Exercise description: Transcribe the following entries word for word. End with the line where "for density evaluation." appears.

[Collected data]
//! Gaussian kernel density estimation.
//!
//! Bandwidth follows Scott's rule, `h = sd * n^(-1/5)` with the sample
//! standard deviation. The evaluation grid spans the data extended by
//! `cut` bandwidths on each side. Non-finite values are missing and ignored.

use crate::chart::DensityPoint;
use serde::{Deserialize, Serialize};

/// Grid parameters for density evaluation.
#[derive(Debug, Clone, Copy, PartialEq, Serialize, Deserialize)]
pub struct KdeParams {
    /// Number of evaluation points.
    pub grid_size: usize,
    /// Bandwidths to extend the grid past the data on each side.
    pub cut: f64,
}

impl Default for KdeParams {
    fn default() -> Self {
        Self {
            grid_size: 200,
            cut: 3.0,
        }
    }
}

fn finite(values: &[f64]) -> Vec<f64> {
    values.iter().copied().filter(|v| v.is_finite()).collect()
}

fn extent(values: &[f64]) -> (f64, f64) {
    values
        .iter()
        .fold((f64::INFINITY, f64::NEG_INFINITY), |(lo, hi), &v| {
            (lo.min(v), hi.max(v))
        })
}

/// Scott's rule bandwidth, or `None` when fewer than two finite values or
/// no spread.
pub fn scott_bandwidth(values: &[f64]) -> Option<f64> {
    let values = finite(values);
    let n = values.len();
    if n < 2 {
        return None;
    }
    // Constant samples leave a rounding-sized sd behind
    let (min, max) = extent(&values);
    if max - min <= f64::EPSILON * max.abs().max(min.abs()).max(1.0) {
        return None;
    }
    let mean = values.iter().sum::<f64>() / n as f64;
    let variance = values.iter().map(|v| (v - mean).powi(2)).sum::<f64>() / (n - 1) as f64;
    let sd = variance.sqrt();
    if !sd.is_finite() || sd <= 0.0 {
        return None;
    }
    Some(sd * (n as f64).powf(-0.2))
}

/// Estimate the density of `values` on an evenly spaced grid.
///
/// The estimate integrates to one over the real line. Returns `None` when
/// the bandwidth cannot be estimated.
pub fn gaussian_kde(values: &[f64], params: &KdeParams) -> Option<Vec<DensityPoint>> {
    let bw = scott_bandwidth(values)?;
    let values = finite(values);
    let grid_size = params.grid_size.max(2);

    let (min, max) = extent(&values);
    let lo = min - params.cut * bw;
    let hi = max + params.cut * bw;
    let step = (hi - lo) / (grid_size - 1) as f64;

    let norm = 1.0 / (values.len() as f64 * bw * (2.0 * std::f64::consts::PI).sqrt());
    let points = (0..grid_size)
        .map(|i| {
            let x = lo + step * i as f64;
            let sum: f64 = values
                .iter()
                .map(|v| {
                    let z = (x - v) / bw;
                    (-0.5 * z * z).exp()
                })
                .sum();
            DensityPoint {
                value: x,
                density: sum * norm,
            }
        })
        .collect();
    Some(points)
}
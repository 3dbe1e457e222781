//! Controls, reactive bindings and page content for the greenness dashboard.
//!
//! This crate provides:
//! - `controls`: the control registry, control values and control state
//! - `binding`: output slots, their declared dependencies and subscriptions
//! - `session`: one user's reactive state driving the chart builders
//! - `config`: tunable dashboard defaults
//! - `page`: static titles, captions, notes and references

pub mod binding;
pub mod config;
pub mod controls;
pub mod error;
pub mod page;
pub mod session;

pub use binding::{ControlEvent, OutputSlot, Subscriptions};
pub use config::DashboardConfig;
pub use controls::{ControlId, ControlRegistry, ControlState, ControlValue, Domain};
pub use error::{ConfigError, ControlError};
pub use session::{RenderedChart, Session};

Output below:
//! Gaussian kernel density estimation.
//!
//! Bandwidth follows Scott's rule, `h = sd * n^(-1/5)` with the sample
//! standard deviation. The evaluation grid spans the data extended by
//! `cut` bandwidths on each side. Non-finite values are missing and ignored.

use crate::chart::DensityPoint;
use serde::{Deserialize, Serialize};

/// Grid parameters for density evaluation.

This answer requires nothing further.